Please give back only the lines below from the one containing "let hash = self" to the one containing "password hash is", each repeated word for word, both ends included.

_STUDY MATERIAL_
○ ○ ○
//! Credential hashing
use crate::{
    config::HashingConfig,
    error::{AdminError, AdminResult},
};
use argon2::{
    password_hash::{rand_core::OsRng, PasswordHash, PasswordHasher, PasswordVerifier, SaltString},
    Algorithm, Argon2, Params, Version,
};

/// One-way password hashing used at registration and login
pub trait CredentialHasher: Send + Sync {
    fn hash(&self, plaintext: &str) -> AdminResult<String>;
    fn verify(&self, plaintext: &str, hash: &str) -> AdminResult<bool>;
}

/// Argon2id hasher producing PHC strings
#[derive(Clone)]
pub struct Argon2Hasher {
    params: Params,
}

impl Argon2Hasher {
    pub fn new(config: &HashingConfig) -> AdminResult<Self> {
        let params = Params::new(config.memory_kib, config.iterations, config.parallelism, None)
            .map_err(|e| AdminError::InvalidArgument(format!("Invalid Argon2 parameters: {}", e)))?;
        Ok(Self { params })
    }

    fn argon2(&self) -> Argon2<'static> {
        Argon2::new(Algorithm::Argon2id, Version::V0x13, self.params.clone())
    }
}

impl CredentialHasher for Argon2Hasher {
    fn hash(&self, plaintext: &str) -> AdminResult<String> {
        let salt = SaltString::generate(&mut OsRng);
        let hash = self
            .argon2()
            .hash_password(plaintext.as_bytes(), &salt)
            .map_err(|e| AdminError::Internal(format!("Password hashing failed: {}", e)))?;
        Ok(hash.to_string())
    }

    fn verify(&self, plaintext: &str, hash: &str) -> AdminResult<bool> {
        let parsed = PasswordHash::new(hash)
            .map_err(|e| AdminError::Internal(format!("Stored password hash is malformed: {}", e)))?;

        // Parameters come from the PHC string, not from our config
        match self.argon2().verify_password(plaintext.as_bytes(), &parsed) {
            Ok(()) => Ok(true),
            Err(argon2::password_hash::Error::Password) => Ok(false),
            Err(e) => Err(AdminError::Internal(format!(
                "Password verification failed: {}",
                e
            ))),
        }
    }
}

#[cfg(test)]
pub(crate) fn test_hasher() -> Argon2Hasher {
    Argon2Hasher::new(&HashingConfig {
        memory_kib: 1024,
        iterations: 1,
        parallelism: 1,
    })
    .unwrap()
}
○ ○ ○
_RESPONSE AREA_
        let hash = self
            .argon2()
            .hash_password(plaintext.as_bytes(), &salt)
            .map_err(|e| AdminError::Internal(format!("Password hashing failed: {}", e)))?;
        Ok(hash.to_string())
    }

    fn verify(&self, plaintext: &str, hash: &str) -> AdminResult<bool> {
        let parsed = PasswordHash::new(hash)
            .map_err(|e| AdminError::Internal(format!("Stored password hash is malformed: {}", e)))?;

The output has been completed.